> [WHAT TO PRODUCE]:
Filter the lines below, copying only those with the string "const".

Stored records
####
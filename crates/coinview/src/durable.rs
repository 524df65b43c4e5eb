//! The canonical, flushed coin set.

use std::any::Any;
use std::sync::{Arc, Mutex};

use stakd_consensus::Hash256;
use stakd_log::{log_debug, log_warn};
use stakd_primitives::encoding::{decode, encode};
use stakd_storage::{Column, KeyValueStore, WriteBatch};

use crate::unspent::{RewindData, UnspentOutputs};
use crate::{rewind_from_changes, CoinChange, CoinView, CoinViewError, FetchCoinsResult, FlushBatch};

const META_TIP: &[u8] = b"tip";
const META_REWIND_COUNTER: &[u8] = b"rewind_counter";

/// Coin view over a key-value store. Every operation runs as one transaction under the
/// view's lock, and every mutation commits as a single atomic batch.
pub struct DurableCoinView<S> {
    store: S,
    genesis: Hash256,
    txn: Mutex<()>,
}

impl<S: KeyValueStore> DurableCoinView<S> {
    /// Opens the view, recording `genesis` as the tip of an empty store.
    pub fn open(store: S, genesis: Hash256) -> Result<Self, CoinViewError> {
        if store.get(Column::Meta, META_TIP)?.is_none() {
            let mut batch = WriteBatch::new();
            batch.put(Column::Meta, META_TIP, genesis.to_vec());
            batch.put(Column::Meta, META_REWIND_COUNTER, 0u32.to_le_bytes().to_vec());
            store.write_batch(&batch)?;
        }
        Ok(Self {
            store,
            genesis,
            txn: Mutex::new(()),
        })
    }

    pub fn store(&self) -> &S {
        &self.store
    }

    pub fn genesis(&self) -> Hash256 {
        self.genesis
    }

    /// Number of undo entries currently held.
    pub fn rewind_depth(&self) -> Result<u32, CoinViewError> {
        let _txn = self.lock()?;
        self.read_counter()
    }

    fn lock(&self) -> Result<std::sync::MutexGuard<'_, ()>, CoinViewError> {
        self.txn
            .lock()
            .map_err(|_| CoinViewError::Poisoned("durable coin view"))
    }

    fn read_tip(&self) -> Result<Hash256, CoinViewError> {
        match self.store.get(Column::Meta, META_TIP)? {
            Some(bytes) => bytes
                .as_slice()
                .try_into()
                .map_err(|_| CoinViewError::Decode(invalid("tip record length"))),
            None => Ok(self.genesis),
        }
    }

    fn read_counter(&self) -> Result<u32, CoinViewError> {
        match self.store.get(Column::Meta, META_REWIND_COUNTER)? {
            Some(bytes) => {
                let raw: [u8; 4] = bytes
                    .as_slice()
                    .try_into()
                    .map_err(|_| CoinViewError::Decode(invalid("rewind counter length")))?;
                Ok(u32::from_le_bytes(raw))
            }
            None => Ok(0),
        }
    }

    fn read_coins(&self, txid: &Hash256) -> Result<Option<UnspentOutputs>, CoinViewError> {
        match self.store.get(Column::Coins, txid)? {
            Some(bytes) => Ok(Some(decode(&bytes)?)),
            None => Ok(None),
        }
    }

    fn clear_coins(&self, batch: &mut WriteBatch) -> Result<usize, CoinViewError> {
        let mut cleared = 0usize;
        self.store
            .for_each_prefix(Column::Coins, &[], &mut |key: &[u8], _value: &[u8]| {
                batch.delete(Column::Coins, key);
                cleared += 1;
                Ok(())
            })?;
        Ok(cleared)
    }
}

fn invalid(message: &'static str) -> stakd_primitives::encoding::DecodeError {
    stakd_primitives::encoding::DecodeError::InvalidData(message)
}

impl<S: KeyValueStore + 'static> CoinView for DurableCoinView<S> {
    fn tip_hash(&self) -> Result<Hash256, CoinViewError> {
        let _txn = self.lock()?;
        self.read_tip()
    }

    fn fetch_coins(&self, txids: &[Hash256]) -> Result<FetchCoinsResult, CoinViewError> {
        let _txn = self.lock()?;
        let tip = self.read_tip()?;
        let unspent = txids
            .iter()
            .map(|txid| self.read_coins(txid))
            .collect::<Result<Vec<_>, _>>()?;
        Ok(FetchCoinsResult { tip, unspent })
    }

    fn save_changes(
        &self,
        changes: Vec<CoinChange>,
        old_tip: Hash256,
        new_tip: Hash256,
    ) -> Result<(), CoinViewError> {
        let rewind = rewind_from_changes(&changes, old_tip);
        self.apply_flush(FlushBatch {
            old_tip,
            new_tip,
            upserts: changes.into_iter().map(|change| change.unspent).collect(),
            removals: Vec::new(),
            rewinds: vec![rewind],
        })
    }

    fn apply_flush(&self, mut flush: FlushBatch) -> Result<(), CoinViewError> {
        let _txn = self.lock()?;
        let current = self.read_tip()?;
        if current != flush.old_tip {
            return Err(CoinViewError::TipMismatch {
                expected: flush.old_tip,
                found: current,
            });
        }

        let mut batch = WriteBatch::new();
        batch.put(Column::Meta, META_TIP, flush.new_tip.to_vec());

        flush.upserts.sort_by(|a, b| a.txid.cmp(&b.txid));
        for coins in &flush.upserts {
            if coins.is_fully_spent() {
                batch.delete(Column::Coins, coins.txid);
            } else {
                batch.put(Column::Coins, coins.txid, encode(coins));
            }
        }
        flush.removals.sort();
        for txid in &flush.removals {
            batch.delete(Column::Coins, *txid);
        }

        let mut counter = self.read_counter()?;
        for rewind in &flush.rewinds {
            counter = counter.checked_add(1).ok_or(CoinViewError::Decode(invalid(
                "rewind counter overflow",
            )))?;
            batch.put(Column::Rewind, counter.to_be_bytes(), encode(rewind));
        }
        batch.put(Column::Meta, META_REWIND_COUNTER, counter.to_le_bytes().to_vec());

        self.store.write_batch(&batch)?;
        log_debug!(
            "coin store committed {} records, {} removals, {} rewind entries (depth {counter})",
            flush.upserts.len(),
            flush.removals.len(),
            flush.rewinds.len(),
        );
        Ok(())
    }

    fn rewind(&self) -> Result<Hash256, CoinViewError> {
        let _txn = self.lock()?;
        let counter = self.read_counter()?;
        let mut batch = WriteBatch::new();

        if counter == 0 {
            let cleared = self.clear_coins(&mut batch)?;
            batch.put(Column::Meta, META_TIP, self.genesis.to_vec());
            self.store.write_batch(&batch)?;
            log_warn!("coin store undo log empty; reset {cleared} records to genesis");
            return Ok(self.genesis);
        }

        let key = counter.to_be_bytes();
        let bytes = self.store.get(Column::Rewind, &key)?.ok_or(CoinViewError::Decode(
            invalid("missing rewind entry"),
        ))?;
        let rewind: RewindData = decode(&bytes)?;

        for txid in &rewind.txids_to_remove {
            batch.delete(Column::Coins, *txid);
        }
        for coins in &rewind.outputs_to_restore {
            batch.put(Column::Coins, coins.txid, encode(coins));
        }
        batch.delete(Column::Rewind, key);
        batch.put(
            Column::Meta,
            META_REWIND_COUNTER,
            (counter - 1).to_le_bytes().to_vec(),
        );
        batch.put(Column::Meta, META_TIP, rewind.previous_tip.to_vec());
        self.store.write_batch(&batch)?;
        Ok(rewind.previous_tip)
    }

    fn into_any(self: Arc<Self>) -> Arc<dyn Any + Send + Sync> {
        self
    }
}

#[cfg(test)]
mod tests {
    use super::*;
    use stakd_primitives::transaction::TxOut;
    use stakd_storage::memory::MemoryStore;

    fn coins(id: u8, outputs: usize) -> UnspentOutputs {
        UnspentOutputs {
            txid: [id; 32],
            version: 1,
            height: 1,
            time: 0,
            is_coinbase: false,
            is_coinstake: false,
            outputs: (0..outputs)
                .map(|i| Some(TxOut::new(i as i64 + 1, vec![0x51])))
                .collect(),
        }
    }

    #[test]
    fn empty_store_starts_at_genesis() {
        let view = DurableCoinView::open(MemoryStore::new(), [9u8; 32]).expect("open");
        let result = view.fetch_coins(&[[1u8; 32]]).expect("fetch");
        assert_eq!(result.tip, [9u8; 32]);
        assert_eq!(result.unspent, vec![None]);
    }

    #[test]
    fn save_then_rewind_restores_previous_records() {
        let genesis = [0u8; 32];
        let view = DurableCoinView::open(MemoryStore::new(), genesis).expect("open");
        view.save_changes(
            vec![CoinChange {
                unspent: coins(1, 2),
                original: None,
            }],
            genesis,
            [1u8; 32],
        )
        .expect("save block 1");

        let mut spent = coins(1, 2);
        spent.spend(0);
        view.save_changes(
            vec![CoinChange {
                unspent: spent.clone(),
                original: Some(coins(1, 2)),
            }],
            [1u8; 32],
            [2u8; 32],
        )
        .expect("save block 2");
        assert_eq!(view.rewind_depth().expect("depth"), 2);
        assert_eq!(
            view.fetch_coins(&[[1u8; 32]]).expect("fetch").unspent,
            vec![Some(spent)]
        );

        assert_eq!(view.rewind().expect("rewind"), [1u8; 32]);
        assert_eq!(
            view.fetch_coins(&[[1u8; 32]]).expect("fetch").unspent,
            vec![Some(coins(1, 2))]
        );
        assert_eq!(view.rewind().expect("rewind"), genesis);
        let result = view.fetch_coins(&[[1u8; 32]]).expect("fetch");
        assert_eq!(result.unspent, vec![None]);
        assert_eq!(result.tip, genesis);
        assert_eq!(view.rewind_depth().expect("depth"), 0);
    }

    #[test]
    fn fully_spent_records_are_deleted() {
        let genesis = [0u8; 32];
        let view = DurableCoinView::open(MemoryStore::new(), genesis).expect("open");
        let mut record = coins(4, 1);
        record.spend(0);
        view.save_changes(
            vec![CoinChange {
                unspent: record,
                original: Some(coins(4, 1)),
            }],
            genesis,
            [1u8; 32],
        )
        .expect("save");
        assert!(view.store().is_empty(Column::Coins));
    }

    #[test]
    fn rewind_of_empty_log_clears_to_genesis() {
        let store = MemoryStore::new();
        store
            .put(Column::Coins, &[5u8; 32], &encode(&coins(5, 1)))
            .expect("seed");
        let view = DurableCoinView::open(store, [7u8; 32]).expect("open");
        assert_eq!(view.rewind().expect("rewind"), [7u8; 32]);
        assert!(view.store().is_empty(Column::Coins));
    }

    #[test]
    fn tip_mismatch_writes_nothing() {
        let genesis = [0u8; 32];
        let view = DurableCoinView::open(MemoryStore::new(), genesis).expect("open");
        let err = view
            .save_changes(
                vec![CoinChange {
                    unspent: coins(1, 1),
                    original: None,
                }],
                [3u8; 32],
                [4u8; 32],
            )
            .expect_err("mismatch");
        assert!(matches!(err, CoinViewError::TipMismatch { .. }));
        assert!(view.store().is_empty(Column::Coins));
        assert_eq!(view.tip_hash().expect("tip"), genesis);
    }
}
####
> [THE ANSWER]:
const META_TIP: &[u8] = b"tip";
const META_REWIND_COUNTER: &[u8] = b"rewind_counter";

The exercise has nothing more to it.